__Saved data entries__.
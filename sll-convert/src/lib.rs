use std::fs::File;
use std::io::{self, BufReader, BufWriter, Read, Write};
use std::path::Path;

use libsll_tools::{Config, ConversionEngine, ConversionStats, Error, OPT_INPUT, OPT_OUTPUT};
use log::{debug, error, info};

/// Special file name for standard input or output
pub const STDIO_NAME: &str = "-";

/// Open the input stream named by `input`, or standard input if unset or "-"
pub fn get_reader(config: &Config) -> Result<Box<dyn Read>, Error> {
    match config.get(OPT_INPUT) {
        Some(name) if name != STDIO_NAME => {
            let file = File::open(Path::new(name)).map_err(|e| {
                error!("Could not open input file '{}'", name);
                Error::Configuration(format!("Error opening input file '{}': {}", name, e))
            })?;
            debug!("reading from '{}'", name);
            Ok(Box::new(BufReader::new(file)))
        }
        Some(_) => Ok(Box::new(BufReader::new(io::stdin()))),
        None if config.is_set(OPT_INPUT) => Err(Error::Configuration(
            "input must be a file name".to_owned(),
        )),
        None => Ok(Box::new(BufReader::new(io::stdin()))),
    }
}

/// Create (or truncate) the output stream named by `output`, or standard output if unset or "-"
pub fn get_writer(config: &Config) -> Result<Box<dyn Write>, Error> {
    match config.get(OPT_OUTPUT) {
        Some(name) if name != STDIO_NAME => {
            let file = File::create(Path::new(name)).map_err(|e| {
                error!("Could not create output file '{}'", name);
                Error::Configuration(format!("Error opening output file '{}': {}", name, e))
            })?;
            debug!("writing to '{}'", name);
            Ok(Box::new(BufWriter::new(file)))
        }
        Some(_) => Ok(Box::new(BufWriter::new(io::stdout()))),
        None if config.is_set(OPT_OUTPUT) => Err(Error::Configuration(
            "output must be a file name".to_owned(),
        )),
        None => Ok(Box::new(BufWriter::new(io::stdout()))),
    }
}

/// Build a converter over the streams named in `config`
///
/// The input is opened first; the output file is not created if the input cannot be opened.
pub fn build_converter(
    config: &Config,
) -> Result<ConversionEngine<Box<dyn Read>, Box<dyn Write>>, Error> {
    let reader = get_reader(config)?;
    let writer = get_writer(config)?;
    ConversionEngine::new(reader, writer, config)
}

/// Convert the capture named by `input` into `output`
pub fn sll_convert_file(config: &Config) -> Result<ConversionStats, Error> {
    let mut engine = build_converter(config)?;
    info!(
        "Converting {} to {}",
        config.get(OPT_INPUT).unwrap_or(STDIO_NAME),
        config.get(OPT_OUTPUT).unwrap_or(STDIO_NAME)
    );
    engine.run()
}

__EXERCISE DESCRIPTION__. Copy, please, exactly the lines that start at the first line of the data and end at the line containing "Open the input", both kept and no others.

__RESULT OF THIS TASK__.
filename sll-convert/src/lib.rs
use std::fs::File;
use std::io::{self, BufReader, BufWriter, Read, Write};
use std::path::Path;

use libsll_tools::{Config, ConversionEngine, ConversionStats, Error, OPT_INPUT, OPT_OUTPUT};
use log::{debug, error, info};

/// Special file name for standard input or output
pub const STDIO_NAME: &str = "-";

/// Open the input stream named by `input`, or standard input if unset or "-"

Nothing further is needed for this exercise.